§ **Try it**:
What lines in the following entries hold the word "format"? Copy each one.

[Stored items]

----

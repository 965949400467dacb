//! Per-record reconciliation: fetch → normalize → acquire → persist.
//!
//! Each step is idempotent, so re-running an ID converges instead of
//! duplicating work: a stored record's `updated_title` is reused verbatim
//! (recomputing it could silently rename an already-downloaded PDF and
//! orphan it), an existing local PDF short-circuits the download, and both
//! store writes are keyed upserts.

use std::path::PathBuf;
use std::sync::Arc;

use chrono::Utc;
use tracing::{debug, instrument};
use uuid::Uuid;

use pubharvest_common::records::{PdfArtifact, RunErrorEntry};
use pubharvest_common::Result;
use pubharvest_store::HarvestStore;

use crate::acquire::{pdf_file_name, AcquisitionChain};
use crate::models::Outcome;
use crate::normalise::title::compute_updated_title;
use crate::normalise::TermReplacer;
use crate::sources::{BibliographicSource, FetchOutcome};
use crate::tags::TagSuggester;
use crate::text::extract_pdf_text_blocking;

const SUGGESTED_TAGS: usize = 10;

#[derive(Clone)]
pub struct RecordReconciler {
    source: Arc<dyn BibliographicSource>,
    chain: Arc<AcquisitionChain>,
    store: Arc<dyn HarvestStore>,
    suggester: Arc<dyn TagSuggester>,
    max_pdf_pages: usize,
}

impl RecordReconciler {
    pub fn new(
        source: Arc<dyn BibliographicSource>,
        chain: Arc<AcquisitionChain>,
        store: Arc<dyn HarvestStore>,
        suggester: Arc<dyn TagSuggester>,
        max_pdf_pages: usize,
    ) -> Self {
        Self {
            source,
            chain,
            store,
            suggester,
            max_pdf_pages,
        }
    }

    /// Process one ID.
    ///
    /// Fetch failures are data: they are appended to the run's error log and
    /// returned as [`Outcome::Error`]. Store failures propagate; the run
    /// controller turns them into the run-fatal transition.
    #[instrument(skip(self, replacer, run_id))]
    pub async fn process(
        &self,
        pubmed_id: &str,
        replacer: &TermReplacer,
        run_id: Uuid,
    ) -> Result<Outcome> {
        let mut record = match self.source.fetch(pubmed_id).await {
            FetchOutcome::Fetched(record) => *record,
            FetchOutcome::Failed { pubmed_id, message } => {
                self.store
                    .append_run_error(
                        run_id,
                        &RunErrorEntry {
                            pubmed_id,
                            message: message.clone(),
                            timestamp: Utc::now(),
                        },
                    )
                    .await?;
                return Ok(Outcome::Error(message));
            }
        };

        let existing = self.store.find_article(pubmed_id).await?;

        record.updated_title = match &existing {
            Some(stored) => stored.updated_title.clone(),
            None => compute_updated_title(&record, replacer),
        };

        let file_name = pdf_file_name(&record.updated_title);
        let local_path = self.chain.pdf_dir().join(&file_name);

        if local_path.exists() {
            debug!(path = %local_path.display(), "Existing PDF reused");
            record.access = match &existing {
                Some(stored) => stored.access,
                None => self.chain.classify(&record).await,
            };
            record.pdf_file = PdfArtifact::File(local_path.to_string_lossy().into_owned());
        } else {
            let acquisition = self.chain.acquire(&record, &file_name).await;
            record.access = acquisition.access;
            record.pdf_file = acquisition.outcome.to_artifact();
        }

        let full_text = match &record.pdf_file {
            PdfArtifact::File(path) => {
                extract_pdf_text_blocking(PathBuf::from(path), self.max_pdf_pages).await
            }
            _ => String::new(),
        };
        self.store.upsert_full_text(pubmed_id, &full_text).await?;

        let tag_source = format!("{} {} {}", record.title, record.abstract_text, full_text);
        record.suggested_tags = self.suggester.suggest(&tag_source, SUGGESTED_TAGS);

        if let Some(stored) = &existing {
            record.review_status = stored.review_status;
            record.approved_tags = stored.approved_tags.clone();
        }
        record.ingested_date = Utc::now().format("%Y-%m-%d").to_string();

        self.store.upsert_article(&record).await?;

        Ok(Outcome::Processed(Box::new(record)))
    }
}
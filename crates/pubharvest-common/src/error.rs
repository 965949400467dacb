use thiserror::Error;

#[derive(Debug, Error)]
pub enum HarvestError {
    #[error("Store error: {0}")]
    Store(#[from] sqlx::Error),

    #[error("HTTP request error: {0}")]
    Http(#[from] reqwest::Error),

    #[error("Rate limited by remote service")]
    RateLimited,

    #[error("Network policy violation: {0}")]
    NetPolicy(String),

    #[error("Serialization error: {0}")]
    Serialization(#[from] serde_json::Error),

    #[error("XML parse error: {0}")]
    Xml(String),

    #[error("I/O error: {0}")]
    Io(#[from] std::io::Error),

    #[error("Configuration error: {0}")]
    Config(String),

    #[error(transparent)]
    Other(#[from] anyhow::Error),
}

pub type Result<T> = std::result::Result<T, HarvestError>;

----

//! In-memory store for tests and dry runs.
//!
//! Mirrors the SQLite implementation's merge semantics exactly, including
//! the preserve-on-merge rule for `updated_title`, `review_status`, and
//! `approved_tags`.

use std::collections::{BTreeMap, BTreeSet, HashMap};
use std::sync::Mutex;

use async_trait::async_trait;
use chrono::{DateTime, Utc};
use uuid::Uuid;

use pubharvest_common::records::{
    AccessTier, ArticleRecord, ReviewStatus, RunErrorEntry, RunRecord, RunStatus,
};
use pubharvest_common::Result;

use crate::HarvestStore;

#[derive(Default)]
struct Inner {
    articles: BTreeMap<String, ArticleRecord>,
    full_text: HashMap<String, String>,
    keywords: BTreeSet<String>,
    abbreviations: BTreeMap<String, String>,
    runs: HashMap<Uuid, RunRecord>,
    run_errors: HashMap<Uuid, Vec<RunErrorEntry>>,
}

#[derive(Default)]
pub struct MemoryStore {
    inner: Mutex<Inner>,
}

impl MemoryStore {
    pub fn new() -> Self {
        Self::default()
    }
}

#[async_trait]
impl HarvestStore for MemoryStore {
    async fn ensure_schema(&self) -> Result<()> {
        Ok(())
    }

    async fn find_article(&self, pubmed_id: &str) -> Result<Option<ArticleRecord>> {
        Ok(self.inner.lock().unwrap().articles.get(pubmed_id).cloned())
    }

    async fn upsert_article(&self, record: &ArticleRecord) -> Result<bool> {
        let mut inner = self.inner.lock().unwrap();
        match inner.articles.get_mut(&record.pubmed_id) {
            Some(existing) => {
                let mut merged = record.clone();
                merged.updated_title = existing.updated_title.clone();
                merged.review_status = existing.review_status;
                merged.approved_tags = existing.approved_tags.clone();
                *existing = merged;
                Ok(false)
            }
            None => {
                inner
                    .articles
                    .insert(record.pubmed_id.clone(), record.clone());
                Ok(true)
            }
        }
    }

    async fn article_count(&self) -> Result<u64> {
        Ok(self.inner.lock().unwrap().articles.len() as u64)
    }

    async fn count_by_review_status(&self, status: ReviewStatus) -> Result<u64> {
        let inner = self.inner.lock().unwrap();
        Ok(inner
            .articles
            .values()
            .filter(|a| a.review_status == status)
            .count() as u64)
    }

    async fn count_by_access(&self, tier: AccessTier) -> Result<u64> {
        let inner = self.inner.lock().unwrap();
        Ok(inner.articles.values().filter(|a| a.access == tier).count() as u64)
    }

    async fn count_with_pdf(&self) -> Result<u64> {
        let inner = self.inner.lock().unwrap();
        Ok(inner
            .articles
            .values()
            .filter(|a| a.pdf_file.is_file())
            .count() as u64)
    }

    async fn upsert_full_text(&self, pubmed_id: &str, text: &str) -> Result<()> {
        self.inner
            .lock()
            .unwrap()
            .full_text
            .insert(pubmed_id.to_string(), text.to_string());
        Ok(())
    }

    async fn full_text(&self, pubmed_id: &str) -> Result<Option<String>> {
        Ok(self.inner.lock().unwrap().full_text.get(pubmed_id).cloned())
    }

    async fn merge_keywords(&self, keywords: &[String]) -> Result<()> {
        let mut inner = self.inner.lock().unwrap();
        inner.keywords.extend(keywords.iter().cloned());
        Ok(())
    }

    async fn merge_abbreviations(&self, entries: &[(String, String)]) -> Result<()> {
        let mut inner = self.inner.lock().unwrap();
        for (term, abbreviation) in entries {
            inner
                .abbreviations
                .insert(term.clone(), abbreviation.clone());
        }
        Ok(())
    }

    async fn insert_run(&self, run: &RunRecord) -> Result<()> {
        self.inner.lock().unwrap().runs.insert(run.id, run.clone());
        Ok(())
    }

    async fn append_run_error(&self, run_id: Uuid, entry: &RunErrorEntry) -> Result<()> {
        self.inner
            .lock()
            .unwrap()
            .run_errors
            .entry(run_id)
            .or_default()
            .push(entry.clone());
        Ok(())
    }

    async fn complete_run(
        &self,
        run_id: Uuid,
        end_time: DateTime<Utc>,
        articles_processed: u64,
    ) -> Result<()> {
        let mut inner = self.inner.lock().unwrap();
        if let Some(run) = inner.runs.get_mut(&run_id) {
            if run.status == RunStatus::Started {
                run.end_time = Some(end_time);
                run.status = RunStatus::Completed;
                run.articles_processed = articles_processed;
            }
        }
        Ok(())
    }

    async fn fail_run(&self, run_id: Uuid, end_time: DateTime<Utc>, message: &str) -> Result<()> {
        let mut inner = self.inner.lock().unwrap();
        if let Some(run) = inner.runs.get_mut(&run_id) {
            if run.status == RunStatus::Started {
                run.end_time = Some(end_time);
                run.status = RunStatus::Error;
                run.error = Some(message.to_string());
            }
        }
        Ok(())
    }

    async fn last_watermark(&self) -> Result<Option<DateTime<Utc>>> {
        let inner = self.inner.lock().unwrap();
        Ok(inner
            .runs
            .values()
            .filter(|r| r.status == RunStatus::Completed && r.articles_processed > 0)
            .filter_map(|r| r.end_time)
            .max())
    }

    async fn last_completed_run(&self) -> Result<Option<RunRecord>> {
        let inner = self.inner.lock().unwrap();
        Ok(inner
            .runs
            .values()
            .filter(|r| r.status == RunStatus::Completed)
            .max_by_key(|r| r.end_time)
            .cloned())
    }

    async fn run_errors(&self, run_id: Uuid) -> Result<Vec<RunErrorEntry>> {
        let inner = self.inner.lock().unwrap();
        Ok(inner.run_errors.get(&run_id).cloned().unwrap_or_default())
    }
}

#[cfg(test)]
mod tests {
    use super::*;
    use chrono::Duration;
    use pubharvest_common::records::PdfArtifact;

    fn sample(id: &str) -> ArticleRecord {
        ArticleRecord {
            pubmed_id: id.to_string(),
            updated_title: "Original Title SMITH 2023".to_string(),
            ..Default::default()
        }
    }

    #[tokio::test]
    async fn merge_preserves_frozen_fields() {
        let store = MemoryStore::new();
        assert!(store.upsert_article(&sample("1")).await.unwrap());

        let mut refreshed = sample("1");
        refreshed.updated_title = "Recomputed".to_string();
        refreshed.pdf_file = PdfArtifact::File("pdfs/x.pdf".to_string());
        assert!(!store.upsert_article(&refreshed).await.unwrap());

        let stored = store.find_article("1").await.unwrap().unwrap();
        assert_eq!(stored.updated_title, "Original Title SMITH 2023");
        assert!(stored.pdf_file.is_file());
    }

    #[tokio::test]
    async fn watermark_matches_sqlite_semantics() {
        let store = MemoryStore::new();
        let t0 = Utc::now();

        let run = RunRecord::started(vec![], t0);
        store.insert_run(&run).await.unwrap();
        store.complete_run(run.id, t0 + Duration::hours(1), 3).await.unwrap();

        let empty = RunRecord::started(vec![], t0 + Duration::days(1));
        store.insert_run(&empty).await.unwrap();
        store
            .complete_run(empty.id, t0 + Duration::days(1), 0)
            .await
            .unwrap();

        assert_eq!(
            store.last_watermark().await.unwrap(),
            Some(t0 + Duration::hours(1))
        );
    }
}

----

§ **Exercise answer**:
        let tag_source = format!("{} {} {}", record.title, record.abstract_text, full_text);
        record.ingested_date = Utc::now().format("%Y-%m-%d").to_string();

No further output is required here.